Jenkins answered, “I think it was twice, but he didn’t stay long.”

“Yeah, twice. Anyway, I was one of the folks who talked him into going in 1998. Me and his wife Carol. Ex-wife, that is. And Al Patton. Actually—hey!” He turned to his colleagues. “Did you guys see Al tonight?”

“No,” they answered in unison.

“That bastard! He didn’t show for our debut performance! What a prick!” Bristol threw the bottle of Bud against the wall, breaking it. It was an example of his famous temper. Berenger waited for him to cool down a second and then the man resumed talking as if nothing had happened. “Anyway, just about everyone Flame knew pleaded with him to get some help. Finally, there was one night he had to go to the emergency room. It was after one of our gigs in England—Liverpool. He really did OD and had to be rushed to the hospital. We were lucky to keep it out of the newspapers. I think Al Patton paid off some people to keep it quiet. It was touch and go but Flame got through it. We had to cancel some shows. Oh, and the police there charged him with possession of narcotics, too. It was a mess. I don’t think they were gonna let Flame’s Heat return to the UK. Not that it mattered, because we didn’t play in public again after that. Flame went into rehab for good and came out a changed man.”

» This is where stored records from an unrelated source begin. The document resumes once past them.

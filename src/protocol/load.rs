use std::sync::{Arc, Mutex};

use chrono::NaiveDate;
use web_time::Duration;

use super::{decode_fs_date, percent, standard_tx_message, DirectoryHandles, FileServer, ServerReply, TransferState, FS_CONTROL_BYTE, FUNC_LOAD};
use crate::com::{Driver, EconetEvent, EventQueue};
use crate::{EconetError, EconetResult};

const METADATA_LEN: usize = 14;
const FILENAME_LEN: usize = 12;
const DATA_HEADER_LEN: usize = 4;

/// A downloaded file together with the metadata the server reported for it.
#[derive(Debug, Clone, PartialEq, Eq)]
pub struct LoadResult {
    pub load_addr: u32,
    pub exec_addr: u32,
    /// Size announced in the metadata reply.
    pub size: usize,
    pub access: u8,
    pub date: u16,
    pub actual_filename: String,
    pub actual_size: usize,
    pub data: Vec<u8>,
}

impl LoadResult {
    pub fn modified(&self) -> Option<NaiveDate> {
        decode_fs_date(self.date)
    }
}

#[derive(Debug, Clone, PartialEq, Eq)]
struct LoadMetadata {
    load_addr: u32,
    exec_addr: u32,
    size: usize,
    access: u8,
    date: u16,
    actual_filename: String,
}

impl LoadMetadata {
    fn parse(data: &[u8], station: u8) -> EconetResult<Self> {
        if data.len() < METADATA_LEN {
            return Err(EconetError::malformed(
                station,
                format!("LOAD succeeded but not enough data ({} bytes)", data.len()),
            ));
        }
        let name_end = data.len().min(METADATA_LEN + FILENAME_LEN);
        let actual_filename = data[METADATA_LEN..name_end]
            .iter()
            .take_while(|&&b| b < 0x80 && b != b'\r' && b != 0)
            .map(|&b| b as char)
            .collect::<String>()
            .trim()
            .to_string();
        Ok(Self {
            load_addr: u32::from_le_bytes([data[0], data[1], data[2], data[3]]),
            exec_addr: u32::from_le_bytes([data[4], data[5], data[6], data[7]]),
            size: data[8] as usize | (data[9] as usize) << 8 | (data[10] as usize) << 16,
            access: data[11],
            date: u16::from_le_bytes([data[12], data[13]]),
            actual_filename,
        })
    }
}

#[derive(Debug)]
enum LoadState {
    RequestMetadata,
    AwaitMetadata,
    AwaitDataOrStatus(LoadMetadata),
    Done(LoadMetadata),
}

/// Download state machine: one queue watches the reply port and the data port.
struct LoadTransfer<'a> {
    server: &'a FileServer,
    filename: &'a str,
    handles: &'a DirectoryHandles,
    state: LoadState,
    data: Vec<u8>,
}

impl<'a> LoadTransfer<'a> {
    fn update(&mut self, driver: &mut Driver, queue: &EventQueue, transfer_state: &Arc<Mutex<TransferState>>) -> EconetResult<()> {
        let server = self.server;
        let station = server.station;
        let options = &server.options;
        match std::mem::replace(&mut self.state, LoadState::RequestMetadata) {
            LoadState::RequestMetadata => {
                // The data port travels in the user root slot of the header.
                let header_handles = DirectoryHandles {
                    user_root: options.load_data_port,
                    ..*self.handles
                };
                let msg = standard_tx_message(options.reply_port, FUNC_LOAD, &header_handles, format!("{}\r", self.filename).as_bytes());
                server.send_request(driver, &msg, "LOAD command")?;
                self.state = LoadState::AwaitMetadata;
            }
            LoadState::AwaitMetadata => {
                let event = driver.queue_wait(queue, server.reply_timeout(), "LOAD reply")?;
                if event_port(&event) != Some(options.reply_port) {
                    return Err(EconetError::UnexpectedResponse {
                        station,
                        what: "LOAD reply".to_string(),
                    });
                }
                let reply = ServerReply::from_event(event, station, "LOAD reply")?.check("Load")?;
                let metadata = LoadMetadata::parse(&reply.data, station)?;
                if let Ok(mut state) = transfer_state.lock() {
                    state.start(&metadata.actual_filename, metadata.size);
                    state.current_state = "Receiving data...";
                }
                self.state = LoadState::AwaitDataOrStatus(metadata);
            }
            LoadState::AwaitDataOrStatus(metadata) => {
                let event = driver.queue_wait(queue, Duration::from_millis(options.load_timeout_ms), "LOAD data")?;
                if event_port(&event) == Some(options.reply_port) {
                    ServerReply::from_event(event, station, "LOAD status")?.check("Load")?;
                    self.state = LoadState::Done(metadata);
                    return Ok(());
                }
                let EconetEvent::RxTransmit(rx) = event else {
                    return Err(EconetError::UnexpectedResponse {
                        station,
                        what: "LOAD data".to_string(),
                    });
                };
                if rx.data_frame.len() < DATA_HEADER_LEN {
                    return Err(EconetError::malformed(
                        station,
                        format!("LOAD data frame too short ({} bytes)", rx.data_frame.len()),
                    ));
                }
                self.data.extend_from_slice(&rx.data_frame[DATA_HEADER_LEN..]);
                log::debug!(
                    "Loading {}/{} bytes [{}%]",
                    self.data.len(),
                    metadata.size,
                    percent(self.data.len(), metadata.size)
                );
                if let Ok(mut state) = transfer_state.lock() {
                    state.bytes_transfered = self.data.len();
                }
                self.state = LoadState::AwaitDataOrStatus(metadata);
            }
            LoadState::Done(metadata) => {
                self.state = LoadState::Done(metadata);
            }
        }
        Ok(())
    }

    fn is_finished(&self) -> bool {
        matches!(self.state, LoadState::Done(_))
    }

    fn into_result(self) -> EconetResult<LoadResult> {
        let LoadState::Done(metadata) = self.state else {
            return Err(EconetError::UnexpectedResponse {
                station: self.server.station,
                what: "LOAD completion".to_string(),
            });
        };
        if self.data.len() != metadata.size {
            return Err(EconetError::malformed(
                self.server.station,
                format!("LOAD delivered {} bytes but {} were announced", self.data.len(), metadata.size),
            ));
        }
        Ok(LoadResult {
            load_addr: metadata.load_addr,
            exec_addr: metadata.exec_addr,
            size: metadata.size,
            access: metadata.access,
            date: metadata.date,
            actual_filename: metadata.actual_filename,
            actual_size: self.data.len(),
            data: self.data,
        })
    }
}

fn event_port(event: &EconetEvent) -> Option<u8> {
    match event {
        EconetEvent::RxTransmit(rx) => rx.port(),
        _ => None,
    }
}

impl FileServer {
    /// Downloads `filename` (function code 2).
    pub fn load(&self, driver: &mut Driver, filename: &str, handles: &DirectoryHandles, transfer_state: &Arc<Mutex<TransferState>>) -> EconetResult<LoadResult> {
        let matcher = self.reply_matcher(Some(FS_CONTROL_BYTE), &[self.options.reply_port, self.options.load_data_port]);
        let mut transfer = LoadTransfer {
            server: self,
            filename,
            handles,
            state: LoadState::RequestMetadata,
            data: Vec::new(),
        };
        let result = driver.with_queue(matcher, |driver, queue| {
            while !transfer.is_finished() {
                transfer.update(driver, queue, transfer_state)?;
            }
            Ok(())
        });
        if let Ok(mut state) = transfer_state.lock() {
            state.is_finished = true;
            if result.is_err() {
                state.errors += 1;
            }
        }
        result?;
        transfer.into_result()
    }
}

“And Brenda was in the rehab place with him?”

“That’s where they met. Apparently she was a recovering addict, too.”

“How long was he there?”

Bentley said, “Five months, I think. I really don’t know.”

Bristol continued. “Well, he was in and out of rehab all through ’98 and ’99. It was after new millennium, in 2000, when I was sure Flame was sober and truly out. So I went to see him, you know, to find out what we were gonna do. During those years we weren’t recording in the mid-nineties, Al was happy to release a live album and a CD of B-sides and outtakes, but we needed to record something new. Flame told me the band was finished and he was doing something on his own. He gave me a Bible and told me to read it and join him in his new venture, which was singing for Jesus. I couldn’t believe it. I asked him, ‘What, are you nuts? Have you gone crazy, Flame?’ And he said, ‘Maybe I have, maybe I haven’t. I just know that a new path has been laid out for me and I must follow it.’”

“Was that before or after he went to Jamaica?” Jenkins asked.

“That was after,” Bristol replied.

“Tell me about that,” Berenger suggested.

“Right after he got out of rehab for the last time he went to Jamaica with Brenda and the rest of those Messengers. He was there a week or two, I can’t remember. They must have brainwashed him or something, because he gave them a shitload of money and returned to New York all Christ-like and reflective. I had truly never seen Flame act so weird. He was like an automaton. Whatever Brenda said to do, he’d do it. They started living together and that was it. Bye bye Flame’s Heat. I tell you why her name is Brenda Twist—she
twisted
his mind. That’s what happened.”

Suzanne spoke up. “I’ve been to the Messengers’ church. I find their philosophy a little extreme but I don’t think they’re particularly dangerous. Do you?”

“Yeah, I do. I think they’re fucking evil. They have a hidden agenda, I know they do,” Bristol said.

“Like what?” Berenger asked.

“Hell, I don’t know. Taking your money. That’s one thing they do. I can’t tell you how much money Flame pumped into them. And what did he get out of it? You tell me.”

“Peace of mind? Religious comfort?” Berenger proposed.

Bristol waved his hands in the air and rolled his eyes. “Whatever,” he said.